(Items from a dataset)
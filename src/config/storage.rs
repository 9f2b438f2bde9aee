//! StorageConfig: backend selection, location, and durability of the entity store.

use crate::error::NamespaceError;
use serde::{Deserialize, Serialize};
use std::path::PathBuf;

/// Which [`EntityStore`](crate::store::EntityStore) backs the namespace
#[derive(Debug, Clone, Copy, PartialEq, Eq, Serialize, Deserialize)]
#[serde(rename_all = "snake_case")]
pub enum StorageBackend {
    Sled,
    Memory,
}

/// When an insert is considered durable
#[derive(Debug, Clone, Copy, PartialEq, Eq, Serialize, Deserialize)]
#[serde(rename_all = "snake_case")]
pub enum Durability {
    /// Flush to disk before `insert` returns
    Immediate,
    /// Rely on the backend's background flush; callers use `flush()` explicitly
    Deferred,
}

/// Whether identifiers survive a restart
#[derive(Debug, Clone, Copy, PartialEq, Eq, Serialize, Deserialize)]
#[serde(rename_all = "snake_case")]
pub enum IdPolicy {
    /// Keep rows and the id counter across opens
    Persistent,
    /// Wipe the store on open; ids restart after the root
    ResetOnOpen,
}

fn default_backend() -> StorageBackend {
    StorageBackend::Sled
}

fn default_durability() -> Durability {
    Durability::Immediate
}

fn default_ids() -> IdPolicy {
    IdPolicy::Persistent
}

/// Storage configuration
#[derive(Debug, Clone, Serialize, Deserialize)]
pub struct StorageConfig {
    #[serde(default = "default_backend")]
    pub backend: StorageBackend,

    /// Sled database directory; None means the platform data directory
    #[serde(default)]
    pub path: Option<PathBuf>,

    #[serde(default = "default_durability")]
    pub durability: Durability,

    #[serde(default = "default_ids")]
    pub ids: IdPolicy,

    /// Sled page cache size in bytes
    #[serde(default)]
    pub cache_capacity: Option<u64>,
}

impl StorageConfig {
    /// Resolve the on-disk location of the sled database.
    pub fn resolve_path(&self) -> Result<PathBuf, NamespaceError> {
        if let Some(path) = &self.path {
            return Ok(path.clone());
        }
        let project_dirs = directories::ProjectDirs::from("", "treefs", "treefs").ok_or_else(|| {
            NamespaceError::ConfigError(
                "Could not determine platform data directory for the store".to_string(),
            )
        })?;
        Ok(project_dirs.data_dir().join("store"))
    }
}

impl Default for StorageConfig {
    fn default() -> Self {
        Self {
            backend: default_backend(),
            path: None,
            durability: default_durability(),
            ids: default_ids(),
            cache_capacity: None,
        }
    }
}
use std::sync::Arc;

use tempfile::TempDir;
use treefs::config::{StorageBackend, TreefsConfig};
use treefs::store::SledEntityStore;
use treefs::FileSystem;

/// Namespace over a sled database inside `temp`.
pub fn sled_fs(temp: &TempDir) -> FileSystem {
    FileSystem::open(&sled_config(temp)).unwrap()
}

pub fn sled_config(temp: &TempDir) -> TreefsConfig {
    let mut config = TreefsConfig::default();
    config.storage.backend = StorageBackend::Sled;
    config.storage.path = Some(temp.path().join("store"));
    config
}

/// Both backends, so every scenario runs against each.
pub fn backends() -> Vec<(&'static str, FileSystem)> {
    vec![
        ("memory", FileSystem::in_memory()),
        (
            "sled",
            FileSystem::with_store(Arc::new(SledEntityStore::temporary().unwrap())),
        ),
    ]
}
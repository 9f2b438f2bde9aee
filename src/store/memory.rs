//! In-process entity store
//!
//! Holds the id table and a per-parent name index behind one read-write
//! lock. Inserts take the write lock for the whole check-and-insert;
//! lookups share the read lock.

use crate::entity::{Entity, NewEntity};
use crate::error::{StorageError, StorageResult};
use crate::store::EntityStore;
use crate::types::{EntityId, ROOT_ID};
use chrono::Utc;
use parking_lot::RwLock;
use std::collections::{BTreeMap, HashMap};

struct Tables {
    entities: HashMap<EntityId, Entity>,
    /// parent id -> (name -> child id); names kept sorted for listing
    children: HashMap<EntityId, BTreeMap<String, EntityId>>,
    next_id: EntityId,
}

pub struct MemoryEntityStore {
    tables: RwLock<Tables>,
}

impl MemoryEntityStore {
    /// Create a store holding only the root.
    pub fn new() -> Self {
        let mut entities = HashMap::new();
        entities.insert(ROOT_ID, Entity::root(Utc::now()));
        Self {
            tables: RwLock::new(Tables {
                entities,
                children: HashMap::new(),
                next_id: ROOT_ID + 1,
            }),
        }
    }
}

impl Default for MemoryEntityStore {
    fn default() -> Self {
        Self::new()
    }
}

impl EntityStore for MemoryEntityStore {
    fn insert(&self, entity: NewEntity) -> StorageResult<EntityId> {
        let mut tables = self.tables.write();
        let parent_id = entity.parent_id();

        match tables.entities.get(&parent_id) {
            None => return Err(StorageError::ParentNotFound(parent_id)),
            Some(parent) if !parent.is_directory() => {
                return Err(StorageError::ParentNotDirectory(parent_id))
            }
            Some(_) => {}
        }

        let taken = tables
            .children
            .get(&parent_id)
            .is_some_and(|siblings| siblings.contains_key(entity.name()));
        if taken {
            return Err(StorageError::DuplicateSibling {
                parent_id,
                name: entity.name().to_string(),
            });
        }

        let id = tables.next_id;
        tables.next_id += 1;
        tables
            .children
            .entry(parent_id)
            .or_default()
            .insert(entity.name().to_string(), id);
        tables
            .entities
            .insert(id, entity.into_entity(id, Utc::now()));

        tracing::debug!(id, parent_id, "Inserted entity");
        Ok(id)
    }

    fn get_by_id(&self, id: EntityId) -> StorageResult<Option<Entity>> {
        Ok(self.tables.read().entities.get(&id).cloned())
    }

    fn get_children(&self, parent_id: EntityId) -> StorageResult<Vec<Entity>> {
        let tables = self.tables.read();
        let Some(siblings) = tables.children.get(&parent_id) else {
            return Ok(Vec::new());
        };
        let mut result = Vec::with_capacity(siblings.len());
        for child_id in siblings.values() {
            let child = tables.entities.get(child_id).ok_or_else(|| {
                StorageError::Corrupt(format!(
                    "child index references missing entity {}",
                    child_id
                ))
            })?;
            result.push(child.clone());
        }
        Ok(result)
    }

    fn get_by_parent_and_name(
        &self,
        parent_id: EntityId,
        name: &str,
    ) -> StorageResult<Option<Entity>> {
        let tables = self.tables.read();
        let Some(child_id) = tables
            .children
            .get(&parent_id)
            .and_then(|siblings| siblings.get(name))
        else {
            return Ok(None);
        };
        Ok(tables.entities.get(child_id).cloned())
    }

    fn flush(&self) -> StorageResult<()> {
        Ok(())
    }

    fn entity_count(&self) -> StorageResult<usize> {
        Ok(self.tables.read().entities.len())
    }
}
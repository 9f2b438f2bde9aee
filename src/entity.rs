//! Entity model
//!
//! The persisted representation of a namespace node. Entities reference their
//! parent by id; directories never embed a child list.

use crate::error::EntityError;
use crate::types::{EntityId, NO_PARENT, ROOT_ID};
use chrono::{DateTime, Utc};
use serde::{Deserialize, Serialize};
use unicode_normalization::UnicodeNormalization;

/// Node kind enumeration
#[derive(Debug, Clone, Copy, PartialEq, Eq, Hash, Serialize, Deserialize)]
pub enum EntityKind {
    Directory,
    File,
}

impl EntityKind {
    pub fn is_directory(self) -> bool {
        self == EntityKind::Directory
    }

    pub fn is_file(self) -> bool {
        self == EntityKind::File
    }
}

/// Entity: a stored directory or file row
#[derive(Debug, Clone, PartialEq, Eq, Serialize, Deserialize)]
pub struct Entity {
    pub id: EntityId,
    pub parent_id: EntityId,
    pub name: String,
    pub kind: EntityKind,
    /// File bytes; `None` for directories, possibly empty for files
    pub content: Option<Vec<u8>>,
    pub created_at: DateTime<Utc>,
}

impl Entity {
    /// The namespace root row.
    pub fn root(created_at: DateTime<Utc>) -> Self {
        Entity {
            id: ROOT_ID,
            parent_id: NO_PARENT,
            name: String::new(),
            kind: EntityKind::Directory,
            content: None,
            created_at,
        }
    }

    pub fn is_root(&self) -> bool {
        self.id == ROOT_ID
    }

    pub fn is_directory(&self) -> bool {
        self.kind.is_directory()
    }

    /// Listing descriptor for this entity
    pub fn descriptor(&self) -> DirEntry {
        DirEntry {
            name: self.name.clone(),
            kind: self.kind,
            id: self.id,
        }
    }
}

/// One row of a directory listing.
#[derive(Debug, Clone, PartialEq, Eq, Serialize, Deserialize)]
pub struct DirEntry {
    pub name: String,
    pub kind: EntityKind,
    pub id: EntityId,
}

/// An entity that has been validated but not yet assigned an id.
///
/// Fields are private so every instance has passed [`NewEntity::new`].
#[derive(Debug, Clone, PartialEq, Eq)]
pub struct NewEntity {
    parent_id: EntityId,
    name: String,
    kind: EntityKind,
    content: Option<Vec<u8>>,
}

impl NewEntity {
    /// Validate the name and the kind/content pairing.
    ///
    /// The name is stored in NFC form, matching the segments produced by
    /// path parsing.
    ///
    /// A file without content is stored with empty content. A directory
    /// carrying content is rejected.
    pub fn new(
        parent_id: EntityId,
        name: impl Into<String>,
        kind: EntityKind,
        content: Option<Vec<u8>>,
    ) -> Result<Self, EntityError> {
        let name: String = name.into();
        let name: String = name.as_str().nfc().collect();
        validate_name(&name)?;

        let content = match kind {
            EntityKind::Directory => {
                if content.is_some() {
                    return Err(EntityError::DirectoryWithContent(name));
                }
                None
            }
            EntityKind::File => Some(content.unwrap_or_default()),
        };

        Ok(NewEntity {
            parent_id,
            name,
            kind,
            content,
        })
    }

    pub fn directory(parent_id: EntityId, name: impl Into<String>) -> Result<Self, EntityError> {
        Self::new(parent_id, name, EntityKind::Directory, None)
    }

    pub fn file(
        parent_id: EntityId,
        name: impl Into<String>,
        content: impl Into<Vec<u8>>,
    ) -> Result<Self, EntityError> {
        Self::new(parent_id, name, EntityKind::File, Some(content.into()))
    }

    pub fn parent_id(&self) -> EntityId {
        self.parent_id
    }

    pub fn name(&self) -> &str {
        &self.name
    }

    pub fn kind(&self) -> EntityKind {
        self.kind
    }

    /// Materialize the stored row once the store has assigned an id.
    pub fn into_entity(self, id: EntityId, created_at: DateTime<Utc>) -> Entity {
        Entity {
            id,
            parent_id: self.parent_id,
            name: self.name,
            kind: self.kind,
            content: self.content,
            created_at,
        }
    }
}

fn validate_name(name: &str) -> Result<(), EntityError> {
    if name.is_empty() {
        return Err(EntityError::EmptyName);
    }
    if name == "." || name == ".." {
        return Err(EntityError::ReservedName(name.to_string()));
    }
    if name.contains('/') || name.contains('\0') {
        return Err(EntityError::IllegalCharacter(name.to_string()));
    }
    Ok(())
}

--- Exercise description ---
Looking at the records above, return exactly the lines from the line with "fn get_children(&self, parent_id: EntityId)" to the line with "for child_id in", both ends included.

--- Response ---
    fn get_children(&self, parent_id: EntityId) -> StorageResult<Vec<Entity>> {
        let tables = self.tables.read();
        let Some(siblings) = tables.children.get(&parent_id) else {
            return Ok(Vec::new());
        };
        let mut result = Vec::with_capacity(siblings.len());
        for child_id in siblings.values() {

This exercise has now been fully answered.